Qualitative changes of glycoconjugates in luminal surface and goblet cell mucin from colon mucosa of 1,2-dimethylhydrazine (DMH)-treated rats were studied. Eight fluoresceinated lectins were used: Dolichos biflorus (DBA), Glycine max (SBA), Triticum vulgare (WGA), Limax flavus (LFA), Arachis hypogaea (PNA), Griffonia simplicifolia-I (GS-I), Ulex europaeus-I (UEA-I) and Canavalia ensiformis (Con A). The lectin-binding patterns were studied in tumors arising in proximal and distal portions of the colon, in transitional mucosa (TM) and in mucosa distant from tumors. Lectin reactivity observed in mucosa of DMH-treated rats was compared with that obtained in colon mucosa of control rats. In tumors and non-neoplastic mucosa of DMH-treated rats the reactivity of DBA, SBA, WGA, LFA, GS-I and Con A were similar to that in the mucosa of control rats.

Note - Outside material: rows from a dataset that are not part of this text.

impl SessionStore {
    pub fn new(max_turns: usize, defaults: SessionMetadata) -> Self {
        Self {
            sessions: DashMap::new(),
            metadata: DashMap::new(),
            active: DashMap::new(),
            usage: DashMap::new(),
            next_seq: AtomicU64::new(0),
            root: CancellationToken::new(),
            max_turns,
            defaults,
        }
    }

    pub fn max_turns(&self) -> usize {
        self.max_turns
    }

    /// Get the session for `id`, creating an empty one if needed.
    pub fn get_or_create(&self, id: &ConversationId) -> Arc<Mutex<Session>> {
        self.sessions
            .entry(id.clone())
            .or_insert_with(|| {
                debug!(conversation_id = %id, "Creating session");
                Arc::new(Mutex::new(Session::new(id.clone())))
            })
            .clone()
    }

    /// Acquire exclusive access to a conversation, waiting for any turn in progress.
    pub async fn lock(&self, id: &ConversationId) -> OwnedMutexGuard<Session> {
        self.get_or_create(id).lock_owned().await
    }

    /// Append one turn to a conversation.
    pub async fn append_turn(&self, id: &ConversationId, turn: Turn) {
        let mut session = self.lock(id).await;
        session.append([turn], self.max_turns);
    }

    /// Snapshot of a conversation's history.
    pub async fn history(&self, id: &ConversationId) -> Vec<Turn> {
        match self.sessions.get(id).map(|s| s.clone()) {
            Some(session) => session.lock().await.turns.clone(),
            None => Vec::new(),
        }
    }

    /// Metadata for `id`, falling back to the store defaults.
    pub fn metadata(&self, id: &ConversationId) -> SessionMetadata {
        self.metadata
            .get(id)
            .map(|m| m.clone())
            .unwrap_or_else(|| self.defaults.clone())
    }

    /// Replace a conversation's metadata.
    pub fn configure(&self, id: &ConversationId, metadata: SessionMetadata) {
        self.get_or_create(id);
        self.metadata.insert(id.clone(), metadata);
    }

    /// Apply `update` to a conversation's metadata and store the result.
    pub fn update_metadata(
        &self,
        id: &ConversationId,
        update: impl FnOnce(&mut SessionMetadata),
    ) -> SessionMetadata {
        let mut metadata = self.metadata(id);
        update(&mut metadata);
        self.configure(id, metadata.clone());
        metadata
    }

    pub fn record_usage(&self, id: &ConversationId, total_tokens: u32) {
        self.usage.insert(id.clone(), total_tokens);
    }

    /// Token count reported for the conversation's latest model response.
    pub fn last_token_count(&self, id: &ConversationId) -> Option<u32> {
        self.usage.get(id).map(|n| *n)
    }

    pub fn contains(&self, id: &ConversationId) -> bool {
        self.sessions.contains_key(id)
    }

    pub fn len(&self) -> usize {
        self.sessions.len()
    }

    pub fn is_empty(&self) -> bool {
        self.sessions.is_empty()
    }

    /// Register a new turn for `id` and get its cancellation handle.
    pub fn begin_turn(&self, id: &ConversationId) -> ActiveTurn<'_> {
        let seq = self.next_seq.fetch_add(1, Ordering::Relaxed);
        let token = self.root.child_token();
        self.active.insert(id.clone(), (seq, token.clone()));
        ActiveTurn {
            store: self,
            id: id.clone(),
            seq,
            token,
        }
    }

    /// Cancel the turn in progress for `id`. Returns whether one was running.
    pub fn cancel(&self, id: &ConversationId) -> bool {
        match self.active.get(id) {
            Some(entry) => {
                entry.1.cancel();
                info!(conversation_id = %id, "Cancelled in-flight turn");
                true
            }
            None => false,
        }
    }

    /// Cancel any turn in progress, then clear the history.
    pub async fn reset(&self, id: &ConversationId) {
        self.cancel(id);
        self.lock(id).await.clear();
        info!(conversation_id = %id, "Session reset");
    }

    /// Drop sessions idle for longer than `older_than`.
    ///
    /// Sessions that are locked or referenced by a running flow are skipped.
    pub fn evict_idle(&self, older_than: Duration) -> Vec<(ConversationId, Duration)> {
        let candidates: Vec<ConversationId> = self
            .sessions
            .iter()
            .filter(|entry| {
                entry
                    .value()
                    .try_lock()
                    .is_ok_and(|s| s.idle_for() > older_than)
            })
            .map(|entry| entry.key().clone())
            .collect();

        let mut evicted = Vec::new();
        for id in candidates {
            let mut idle = Duration::ZERO;
            let removed = self.sessions.remove_if(&id, |_, session| {
                // Only the map holds it, so nobody can be about to lock it.
                Arc::strong_count(session) == 1
                    && session.try_lock().is_ok_and(|s| {
                        idle = s.idle_for();
                        idle > older_than
                    })
            });
            if removed.is_some() {
                self.metadata.remove(&id);
                self.usage.remove(&id);
                debug!(conversation_id = %id, idle_secs = idle.as_secs(), "Evicted idle session");
                evicted.push((id, idle));
            }
        }
        evicted
    }

    /// Periodically evict idle sessions until `shutdown` fires.
    pub fn spawn_eviction(
        self: &Arc<Self>,
        idle_timeout: Duration,
        interval: Duration,
        events: Arc<EventBus>,
        shutdown: CancellationToken,
    ) -> JoinHandle<()> {
        let store = Arc::clone(self);
        tokio::spawn(async move {
            let mut ticker = tokio::time::interval(interval);
            ticker.set_missed_tick_behavior(tokio::time::MissedTickBehavior::Delay);
            loop {
                tokio::select! {
                    _ = shutdown.cancelled() => break,
                    _ = ticker.tick() => {
                        for (id, idle) in store.evict_idle(idle_timeout) {
                            events.publish(DomainEvent::SessionEvicted {
                                conversation_id: id.to_string(),
                                idle_secs: idle.as_secs(),
                                timestamp: Utc::now(),
                            });
                        }
                    }
                }
            }
            debug!("Session eviction task stopped");
        })
    }

    /// Cancel every in-flight turn.
    pub fn shutdown(&self) {
        self.root.cancel();
    }
}

#[cfg(test)]
mod tests {
    use super::*;
    use gemcord_core::message::{ModelTurn, ToolResultTurn, UserTurn};
    use gemcord_core::tool::{ToolCall, ToolOutcome};

    fn user(text: &str) -> Turn {
        Turn::User(UserTurn::new("u1", text))
    }

    fn answer(text: &str) -> Turn {
        Turn::Model(ModelTurn::answer(text, vec![]))
    }

    fn tool_exchange(n: usize) -> Vec<Turn> {
        let call = ToolCall {
            id: format!("c{n}"),
            name: "symbolic_math".into(),
            arguments: serde_json::json!({"expression": "1+1"}),
        };
        vec![
            user(&format!("q{n}")),
            Turn::Model(ModelTurn::with_calls("", vec![call.clone()])),
            Turn::ToolResult(ToolResultTurn::new(&call, ToolOutcome::Success(serde_json::json!(2)))),
            answer(&format!("a{n}")),
        ]
    }

    fn texts(turns: &[Turn]) -> Vec<String> {
        turns
            .iter()
            .map(|t| match t {
                Turn::User(u) => u.text.clone(),
                Turn::Model(m) => m.text.clone(),
                Turn::ToolResult(r) => r.tool_name.clone(),
            })
            .collect()
    }

    #[tokio::test]
    async fn get_or_create_returns_same_session() {
        let store = SessionStore::new(10, SessionMetadata::default());
        let id = ConversationId::from("c1");
        let a = store.get_or_create(&id);
        let b = store.get_or_create(&id);
        assert!(Arc::ptr_eq(&a, &b));
        assert_eq!(store.len(), 1);
    }

    #[tokio::test]
    async fn append_preserves_order() {
        let store = SessionStore::new(10, SessionMetadata::default());
        let id = ConversationId::from("c1");
        store.append_turn(&id, user("hi")).await;
        store.append_turn(&id, answer("hello")).await;
        assert_eq!(texts(&store.history(&id).await), vec!["hi", "hello"]);
    }

    #[tokio::test]
    async fn trimming_drops_whole_exchanges() {
        let store = SessionStore::new(6, SessionMetadata::default());
        let id = ConversationId::from("c1");
        {
            let mut session = store.lock(&id).await;
            session.append(tool_exchange(1), store.max_turns());
            session.append(tool_exchange(2), store.max_turns());
        }
        let history = store.history(&id).await;
        // First exchange (4 turns) dropped as a unit; no orphaned tool result.
        assert_eq!(history.len(), 4);
        assert!(history[0].is_user());
        assert_eq!(texts(&history), vec!["q2", "", "symbolic_math", "a2"]);
    }

    #[tokio::test]
    async fn latest_exchange_survives_even_when_oversized() {
        let store = SessionStore::new(2, SessionMetadata::default());
        let id = ConversationId::from("c1");
        store.lock(&id).await.append(tool_exchange(1), 2);
        assert_eq!(store.history(&id).await.len(), 4);
    }

    #[tokio::test]
    async fn lock_serializes_same_conversation() {
        let store = Arc::new(SessionStore::new(10, SessionMetadata::default()));
        let id = ConversationId::from("c1");

        let guard = store.lock(&id).await;
        let store2 = store.clone();
        let id2 = id.clone();
        let waiter = tokio::spawn(async move {
            store2.append_turn(&id2, user("second")).await;
        });

        tokio::task::yield_now().await;
        assert!(!waiter.is_finished());
        drop(guard);
        waiter.await.unwrap();
        assert_eq!(store.history(&id).await.len(), 1);
    }

    #[tokio::test]
    async fn different_conversations_do_not_block() {
        let store = SessionStore::new(10, SessionMetadata::default());
        let _held = store.lock(&ConversationId::from("a")).await;
        let other = tokio::time::timeout(
            Duration::from_millis(100),
            store.append_turn(&ConversationId::from("b"), user("x")),
        )
        .await;
        assert!(other.is_ok());
    }

    #[tokio::test]
    async fn cancel_targets_active_turn_only() {
        let store = SessionStore::new(10, SessionMetadata::default());
        let id = ConversationId::from("c1");
        assert!(!store.cancel(&id));

        let turn = store.begin_turn(&id);
        assert!(store.cancel(&id));
        assert!(turn.token().is_cancelled());
        drop(turn);

        assert!(!store.cancel(&id));
        let next = store.begin_turn(&id);
        assert!(!next.token().is_cancelled());
    }

    #[tokio::test]
    async fn shutdown_cancels_all_turns() {
        let store = SessionStore::new(10, SessionMetadata::default());
        let a = store.begin_turn(&ConversationId::from("a"));
        let b = store.begin_turn(&ConversationId::from("b"));
        store.shutdown();
        assert!(a.token().is_cancelled());
        assert!(b.token().is_cancelled());
    }

    #[tokio::test]
    async fn reset_clears_history() {
        let store = SessionStore::new(10, SessionMetadata::default());
        let id = ConversationId::from("c1");
        store.append_turn(&id, user("hi")).await;
        store.reset(&id).await;
        assert!(store.history(&id).await.is_empty());
    }

    #[tokio::test(start_paused = true)]
    async fn evict_idle_removes_only_stale_unlocked_sessions() {
        let store = SessionStore::new(10, SessionMetadata::default());
        let stale = ConversationId::from("stale");
        let busy = ConversationId::from("busy");
        store.append_turn(&stale, user("old")).await;
        store.append_turn(&busy, user("old")).await;

        tokio::time::advance(Duration::from_secs(120)).await;
        let fresh = ConversationId::from("fresh");
        store.append_turn(&fresh, user("new")).await;

        let _guard = store.lock(&busy).await;
        let evicted = store.evict_idle(Duration::from_secs(60));

        assert_eq!(evicted.len(), 1);
        assert_eq!(evicted[0].0, stale);
        assert!(!store.contains(&stale));
        assert!(store.contains(&busy));
        assert!(store.contains(&fresh));
    }

    #[tokio::test(start_paused = true)]
    async fn eviction_task_publishes_events() {
        let store = Arc::new(SessionStore::new(10, SessionMetadata::default()));
        let events = Arc::new(EventBus::default());
        let mut rx = events.subscribe();
        let shutdown = CancellationToken::new();

        store.append_turn(&ConversationId::from("c1"), user("hi")).await;
        let handle = store.spawn_eviction(
            Duration::from_secs(10),
            Duration::from_secs(5),
            events.clone(),
            shutdown.clone(),
        );

        let event = rx.recv().await.unwrap();
        assert!(matches!(event.as_ref(), DomainEvent::SessionEvicted { conversation_id, .. } if conversation_id == "c1"));
        assert!(store.is_empty());

        shutdown.cancel();
        handle.await.unwrap();
    }

    #[tokio::test]
    async fn new_sessions_use_default_metadata() {
        let defaults = SessionMetadata {
            owner_id: Some("owner".into()),
            safety_threshold: HarmBlockThreshold::BlockNone,
            ..SessionMetadata::default()
        };
        let store = SessionStore::new(10, defaults.clone());
        let id = ConversationId::from("c1");
        assert_eq!(store.metadata(&id), defaults);

        let custom = SessionMetadata {
            safety_threshold: HarmBlockThreshold::BlockLowAndAbove,
            ..defaults.clone()
        };
        store.configure(&id, custom.clone());
        assert_eq!(store.metadata(&id), custom);

        // Readable while a turn holds the session.
        let _guard = store.lock(&id).await;
        assert_eq!(store.metadata(&id).safety_threshold, HarmBlockThreshold::BlockLowAndAbove);
        assert_eq!(store.metadata(&ConversationId::from("other")), defaults);
    }

    #[tokio::test]
    async fn update_metadata_keeps_other_fields() {
        let defaults = SessionMetadata {
            owner_id: Some("owner".into()),
            ..SessionMetadata::default()
        };
        let store = SessionStore::new(10, defaults);
        let id = ConversationId::from("c1");
        let updated = store.update_metadata(&id, |m| m.model_override = Some("gemini-pro".into()));
        assert_eq!(updated.owner_id.as_deref(), Some("owner"));
        assert_eq!(store.metadata(&id).model_override.as_deref(), Some("gemini-pro"));
        assert!(!store.metadata(&id).tools_disabled);
    }

    #[test]
    fn usage_tracks_latest_response() {
        let store = SessionStore::new(10, SessionMetadata::default());
        let id = ConversationId::from("c1");
        assert_eq!(store.last_token_count(&id), None);
        store.record_usage(&id, 120);
        store.record_usage(&id, 45);
        assert_eq!(store.last_token_count(&id), Some(45));
    }
}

In contrast, important changes were observed in the reactivity of UEA-I and PNA. Contrary to the staining in the control mucosa, UEA-I bound intensely to all carcinomas and PNA to 50% and 60% of carcinomas arising in proximal and distal colon, respectively. Moreover, in TM and mucosa distant from tumors, UEA-I and PNA also differed in their binding patterns to that obtained in the colonic mucosa of the control rats. UEA-I- and PNA-binding to luminal surface and UEA-I-binding to the mucin of distal colonic mucosa from DMH-treated rats was similar to that observed in rat fetal colon suggesting a reappearance of a fetal-type pattern. Contrarily, PNA-reactivity in goblet cell and carcinoma mucin is a unique feature of colonic carcinogenesis not present during fetal development.